Police unions have always played a powerful role in defending cops—no matter how brutal and racist their actions. (Ben Musseig / Flickr)

United Auto Workers Local 2865, the union representing 13,000 teaching assistants and other student workers throughout the University of California, called on the AFL-CIO to end its affiliation with the International Union of Police Associations (IUPA) in a resolution passed by its governing body on July 25.

The resolution came in the wake of a letter written by the UAW’s Black Interests Coordinating Committee (BICC). The group formed in December 2014 in response to the acquittals of police officers in the deaths of Mike Brown and Eric Garner and is largely inspired by recent actions in the Black Lives Matter movement.

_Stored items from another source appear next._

use super::types::{FeedbackMemory, Suggestion};

/// Most suggestions returned for one thought.
pub const MAX_SUGGESTIONS: usize = 7;

/// Drop ignored candidates, order by priority (highest first) and cap the list.
///
/// The sort is stable, so equal priorities keep rule order.
pub fn rank(candidates: &[Suggestion], feedback: &FeedbackMemory) -> Vec<Suggestion> {
    let mut ranked: Vec<Suggestion> = candidates
        .iter()
        .filter(|s| !feedback.is_ignored(&s.id))
        .cloned()
        .collect();

    ranked.sort_by(|a, b| b.priority.cmp(&a.priority));
    ranked.truncate(MAX_SUGGESTIONS);
    ranked
}

#[cfg(test)]
mod tests {
    use super::*;
    use crate::suggestions::types::{Priority, SuggestionAction, SuggestionCategory};

    fn suggestion(id: &str, priority: u8) -> Suggestion {
        Suggestion {
            id: id.to_string(),
            title: id.to_string(),
            why: String::new(),
            action: SuggestionAction::AddChecklist {
                thought_id: "t1".to_string(),
                task: "task".to_string(),
            },
            priority: Priority::new(priority).unwrap(),
            category: SuggestionCategory::Verification,
        }
    }

    fn ids(list: &[Suggestion]) -> Vec<&str> {
        list.iter().map(|s| s.id.as_str()).collect()
    }

    #[test]
    fn test_sorted_descending_and_stable() {
        let candidates = vec![
            suggestion("a", 3),
            suggestion("b", 5),
            suggestion("c", 3),
            suggestion("d", 4),
            suggestion("e", 5),
        ];
        let ranked = rank(&candidates, &FeedbackMemory::default());
        assert_eq!(ids(&ranked), vec!["b", "e", "d", "a", "c"]);
    }

    #[test]
    fn test_caps_at_seven() {
        let candidates: Vec<_> = (0..10)
            .map(|i| suggestion(&format!("s{}", i), (i % 5 + 1) as u8))
            .collect();
        let ranked = rank(&candidates, &FeedbackMemory::default());
        assert_eq!(ranked.len(), MAX_SUGGESTIONS);
        assert!(ranked.windows(2).all(|w| w[0].priority >= w[1].priority));
    }

    #[test]
    fn test_ignored_ids_are_removed_before_truncation() {
        let mut candidates: Vec<_> = (0..8).map(|i| suggestion(&format!("s{}", i), 3)).collect();
        candidates.push(suggestion("late", 1));
        let feedback = FeedbackMemory::default().with_ignored("s0").with_ignored("s1");

        let ranked = rank(&candidates, &feedback);
        assert_eq!(ranked.len(), 7);
        assert!(!ids(&ranked).contains(&"s0"));
        assert!(ids(&ranked).contains(&"late"));
    }

    #[test]
    fn test_inputs_untouched() {
        let candidates = vec![suggestion("a", 1), suggestion("b", 5)];
        let before = candidates.clone();
        let _ = rank(&candidates, &FeedbackMemory::default().with_ignored("a"));
        assert_eq!(candidates, before);
    }
}
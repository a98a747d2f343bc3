//! Chat completion client for the investigation assistant.
//!
//! This is a collaborator of the server only; the suggestion engine never
//! calls it.

mod client;
mod types;

pub use client::{ChatClient, CHAT_TEMPERATURE};
pub use types::{
    ChatChoice, ChatMessage, ChatRequest, ChatResponse, MessageRole, ThoughtContext, Usage,
};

With the letter, BICC aims to start a really difficult conversation that the labor movement has had in the past and needs to continue to have around the intersections of race and labor, economic privation and racial disparity,” according to BICC member Brandon Buchanan, a graduate student currently studying Sociology at UC Davis who serves as Head Steward.

The letter charges that police associations operate in ways that are antithetical to the mission statement of the AFL-CIO, particularly its stated goal to fulfill the yearning of the human spirit for liberty, justice and community; to advance individual and associational freedom; [and] to vanquish oppression, privation and cruelty in all their forms.”

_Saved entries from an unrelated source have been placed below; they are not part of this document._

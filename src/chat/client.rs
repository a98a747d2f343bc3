use reqwest::Client;
use std::time::{Duration, Instant};
use tracing::{debug, error, info, warn};

use super::types::{ChatMessage, ChatRequest, ChatResponse, ThoughtContext};
use crate::config::{ChatConfig, RequestConfig};
use crate::error::{ChatError, ChatResult};
use crate::prompts::investigation_system_prompt;

/// Sampling temperature for investigation chat.
pub const CHAT_TEMPERATURE: f32 = 0.7;

/// Client for an OpenAI-compatible chat completions endpoint
#[derive(Clone)]
pub struct ChatClient {
    client: Client,
    base_url: String,
    api_key: String,
    model: String,
    request_config: RequestConfig,
}

impl ChatClient {
    /// Create a new chat client.
    ///
    /// Fails with [`ChatError::NotConfigured`] when no API key is set.
    pub fn new(config: &ChatConfig, request_config: RequestConfig) -> ChatResult<Self> {
        let api_key = config.api_key.clone().ok_or_else(|| ChatError::NotConfigured {
            message: "CHAT_API_KEY is not set".to_string(),
        })?;

        let client = Client::builder()
            .timeout(Duration::from_millis(request_config.timeout_ms))
            .build()
            .map_err(ChatError::Http)?;

        Ok(Self {
            client,
            base_url: config.base_url.trim_end_matches('/').to_string(),
            api_key,
            model: config.model.clone(),
            request_config,
        })
    }

    /// Answer a conversation about an investigation.
    ///
    /// The system prompt is prepended here; `history` holds only user and
    /// assistant turns.
    pub async fn complete(
        &self,
        history: &[ChatMessage],
        context: Option<&ThoughtContext>,
    ) -> ChatResult<String> {
        let mut messages = Vec::with_capacity(history.len() + 1);
        messages.push(ChatMessage::system(investigation_system_prompt(context)));
        messages.extend(history.iter().cloned());

        let request = ChatRequest::new(&self.model, messages, CHAT_TEMPERATURE);
        let response = self.send(&request).await?;

        response
            .first_content()
            .map(str::to_string)
            .ok_or_else(|| ChatError::InvalidResponse {
                message: "Response contained no choices".to_string(),
            })
    }

    /// Send a request, retrying transient failures with exponential backoff
    pub async fn send(&self, request: &ChatRequest) -> ChatResult<ChatResponse> {
        let url = format!("{}/v1/chat/completions", self.base_url);

        let mut last_error = None;
        let mut retries = 0;

        while retries <= self.request_config.max_retries {
            if retries > 0 {
                let delay = backoff_delay(self.request_config.retry_delay_ms, retries);
                warn!(
                    model = %request.model,
                    retry = retries,
                    delay_ms = delay.as_millis(),
                    "Retrying chat request"
                );
                tokio::time::sleep(delay).await;
            }

            let start = Instant::now();

            match self.execute_request(&url, request).await {
                Ok(response) => {
                    info!(
                        model = %request.model,
                        latency_ms = start.elapsed().as_millis(),
                        "Chat completion succeeded"
                    );
                    return Ok(response);
                }
                Err(e) if !is_transient(&e) => {
                    error!(model = %request.model, error = %e, "Chat completion rejected");
                    return Err(e);
                }
                Err(e) => {
                    error!(
                        model = %request.model,
                        error = %e,
                        latency_ms = start.elapsed().as_millis(),
                        retry = retries,
                        "Chat completion failed"
                    );
                    last_error = Some(e);
                    retries += 1;
                }
            }
        }

        Err(ChatError::Unavailable {
            message: last_error
                .map(|e| e.to_string())
                .unwrap_or_else(|| "Unknown error".to_string()),
            retries,
        })
    }

    async fn execute_request(&self, url: &str, request: &ChatRequest) -> ChatResult<ChatResponse> {
        debug!(
            model = %request.model,
            messages = request.messages.len(),
            "Calling chat completions"
        );

        let response = self
            .client
            .post(url)
            .header("Authorization", format!("Bearer {}", self.api_key))
            .header("Content-Type", "application/json")
            .json(request)
            .send()
            .await
            .map_err(|e| {
                if e.is_timeout() {
                    ChatError::Timeout {
                        timeout_ms: self.request_config.timeout_ms,
                    }
                } else {
                    ChatError::Http(e)
                }
            })?;

        let status = response.status();

        if !status.is_success() {
            let error_body = response.text().await.unwrap_or_default();
            return Err(ChatError::Api {
                status: status.as_u16(),
                message: error_body,
            });
        }

        response
            .json()
            .await
            .map_err(|e| ChatError::InvalidResponse {
                message: format!("Failed to parse response: {}", e),
            })
    }

    /// Get the base URL (for testing)
    pub fn base_url(&self) -> &str {
        &self.base_url
    }

    /// Configured model name
    pub fn model(&self) -> &str {
        &self.model
    }
}

/// Errors worth retrying: network trouble, rate limits and server faults.
fn is_transient(err: &ChatError) -> bool {
    match err {
        ChatError::Timeout { .. } | ChatError::Http(_) => true,
        ChatError::Api { status, .. } => *status == 429 || *status >= 500,
        _ => false,
    }
}

/// Delay before retry number `retry` (1-based): the base delay doubled per
/// earlier retry, saturating instead of overflowing.
fn backoff_delay(base_ms: u64, retry: u32) -> Duration {
    let factor = 2_u64
        .checked_pow(retry.saturating_sub(1))
        .unwrap_or(u64::MAX);
    Duration::from_millis(base_ms.saturating_mul(factor))
}

#[cfg(test)]
mod tests {
    use super::*;

    fn config(api_key: Option<&str>) -> ChatConfig {
        ChatConfig {
            api_key: api_key.map(str::to_string),
            base_url: "https://api.openai.com/".to_string(),
            model: "gpt-4o".to_string(),
        }
    }

    #[test]
    fn test_client_creation() {
        let client = ChatClient::new(&config(Some("test_key")), RequestConfig::default()).unwrap();
        assert_eq!(client.base_url(), "https://api.openai.com");
        assert_eq!(client.model(), "gpt-4o");
    }

    #[test]
    fn test_client_requires_api_key() {
        let result = ChatClient::new(&config(None), RequestConfig::default());
        assert!(matches!(result, Err(ChatError::NotConfigured { .. })));
    }

    #[test]
    fn test_transient_classification() {
        assert!(is_transient(&ChatError::Timeout { timeout_ms: 10 }));
        assert!(is_transient(&ChatError::Api {
            status: 503,
            message: String::new()
        }));
        assert!(is_transient(&ChatError::Api {
            status: 429,
            message: String::new()
        }));
        assert!(!is_transient(&ChatError::Api {
            status: 401,
            message: String::new()
        }));
        assert!(!is_transient(&ChatError::InvalidResponse {
            message: String::new()
        }));
    }

    #[test]
    fn test_backoff_delay_doubles_and_saturates() {
        assert_eq!(backoff_delay(1000, 1), Duration::from_millis(1000));
        assert_eq!(backoff_delay(1000, 3), Duration::from_millis(4000));
        assert_eq!(backoff_delay(1000, 65), Duration::from_millis(u64::MAX));
        assert_eq!(backoff_delay(1000, 200), Duration::from_millis(u64::MAX));
    }
}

It provides historical evidence to its allegations, saying, Police unions in particular emerge out of a long history of police intervention in labor politics and its complicity in racial violence,” before referencing deadly disputes with activist workers in the 19th century, the defense of Jim Crow segregation, the lobbying that enabled the circumstances of Freddie Gray’s death and the crackdown on the Occupy movement across the country as examples of American police acting as a violent supressive force.”

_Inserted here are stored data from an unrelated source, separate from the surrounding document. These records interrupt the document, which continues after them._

fn get_ai_analyze_tool() -> Tool {
    Tool {
        name: "ai_analyze".to_string(),
        description: "Suggest next investigative steps for a thought: evidence gaps, contradictions to resolve, alternatives to consider, entities to verify. Returns at most 7 suggestions, highest priority first.".to_string(),
        input_schema: serde_json::json!({
            "type": "object",
            "properties": {
                "board_id": {
                    "type": "string",
                    "description": "The board ID"
                },
                "thought_id": {
                    "type": "string",
                    "description": "The thought to analyse"
                },
                "user_feedback": {
                    "type": "object",
                    "properties": {
                        "accepted_suggestion_ids": {
                            "type": "array",
                            "items": { "type": "string" }
                        },
                        "ignored_suggestion_ids": {
                            "type": "array",
                            "items": { "type": "string" },
                            "description": "Suggestions to leave out"
                        },
                        "completed_suggestion_ids": {
                            "type": "array",
                            "items": { "type": "string" }
                        }
                    }
                }
            },
            "required": ["board_id", "thought_id"],
            "additionalProperties": false
        }),
    }
}

fn get_ai_chat_tool() -> Tool {
    Tool {
        name: "ai_chat".to_string(),
        description: "Ask the investigation assistant. With board_id and thought_id the selected thought and its evidence are included as context. Requires CHAT_API_KEY.".to_string(),
        input_schema: serde_json::json!({
            "type": "object",
            "properties": {
                "messages": {
                    "type": "array",
                    "minItems": 1,
                    "items": {
                        "type": "object",
                        "properties": {
                            "role": {
                                "type": "string",
                                "enum": ["system", "user", "assistant"]
                            },
                            "content": { "type": "string" }
                        },
                        "required": ["role", "content"]
                    },
                    "description": "Conversation so far"
                },
                "board_id": { "type": "string" },
                "thought_id": { "type": "string" }
            },
            "required": ["messages"],
            "additionalProperties": false
        }),
    }
}

fn get_export_case_tool() -> Tool {
    Tool {
        name: "export_case".to_string(),
        description: "Draft a case report for a board: summary, claims with key evidence, open questions and timeline, as data and Markdown.".to_string(),
        input_schema: serde_json::json!({
            "type": "object",
            "properties": {
                "board_id": { "type": "string" },
                "user_id": { "type": "string" },
                "user_name": { "type": "string" }
            },
            "required": ["board_id"],
            "additionalProperties": false
        }),
    }
}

The letter can be read in full below:

The letter was presented by Buchanan on behalf of BICC to the joint council of UAW Local 2865, the local’s governing board. According to Buchanan, the letter and its call to the AFL-CIO were endorsed overwhelmingly.

The AFL-CIO is an enormous part of the labor movement. It has a lot of say, it influences elections, it is an organization which serves to build a lot of solidarity between a number of different unions,” Buchanan told In These Times. But at the same time, one of the things that we noticed is that it also has these police associations which are a part of it — police associations who have consistently worked not necessarily in the interest of workers, in particular black workers, but instead have upheld a capitalist status quo as well as white supremacy.”

The endorsed letter echoes the sentiment made by Shawn Gude last year at Jacobin:

When there’s mass resistance to poverty and inequality, it’s the cops who are summoned to calm the panic-stricken hearts of the elite. They bash some heads, or infiltrate and disrupt some activist groups, and all is right in the world again.

Such is the inherent defect of law-enforcement unionism: It’s peopled by those with a material interest in maintaining and enlarging the state’s most indefensible practices.

Earlier this year, in an article entitled Blood On Their Hands: The Racist History of Modern Police Unions,” human rights attorney Flint Taylor gave an overview of such sordid practices for In These Times.

Buchanan says that while the endorsement came with an overwhelming majority of the governing board voting in favor, there was concern from certain members who questioned whether the endorsement would alienate those who had relationships with people in the police force.

This is not about individuals. We’re not talking about or calling out individual people. We’re calling out structures of power,” Buchanan stresses in response. We’re not saying that [police officers] are individually bad. But what we’re talking about is things like vilifying black bodies to protect police officers who brutalize and kill black people and then get away with it with the support of these police associations.”

UAW 2865’s governing body made similar waves with its activist streak last year when it became the first American local to endorse the global movement for Boycott, Divestment and Sanctions (BDS) against Israel.

While numerous American unions have held actions against police brutality in the past year (such as the May Day port shutdowns by ILWU Local 10 in Oakland and ILA Local 1422 in Charleston, South Carolina), UAW 2865 is the first local to explicitly call for disassociation between police unions and the rest of organized labor currently operating under the umbrella of the national federation.

In a story detailing the history of police unions and organized labor for Al Jazeera America in December, Ned Resnikoff reported that an AFL-CIO spokesperson downplayed any tension between the two sides, saying, The AFL-CIO is like any family. … With 57 affiliated unions and a diversity of membership there is bound to be some disagreement.”

Buchanan believes that disaffiliation between the AFL-CIO and IUPA would mean that the IUPA would lose legitimacy as an organization and thus transfer AFL-CIO support from police associations and instead towards people of color and their communities, who he says have been traditionally locked out of organizing spaces.

It’s a question of legitimacy. Having [the AFL-CIO] disaffiliate demonstrates that if our union organizing is meant to address the interests of workers — and black workers are included in that — then these police associations are inimical to those interests,” Buchanan says.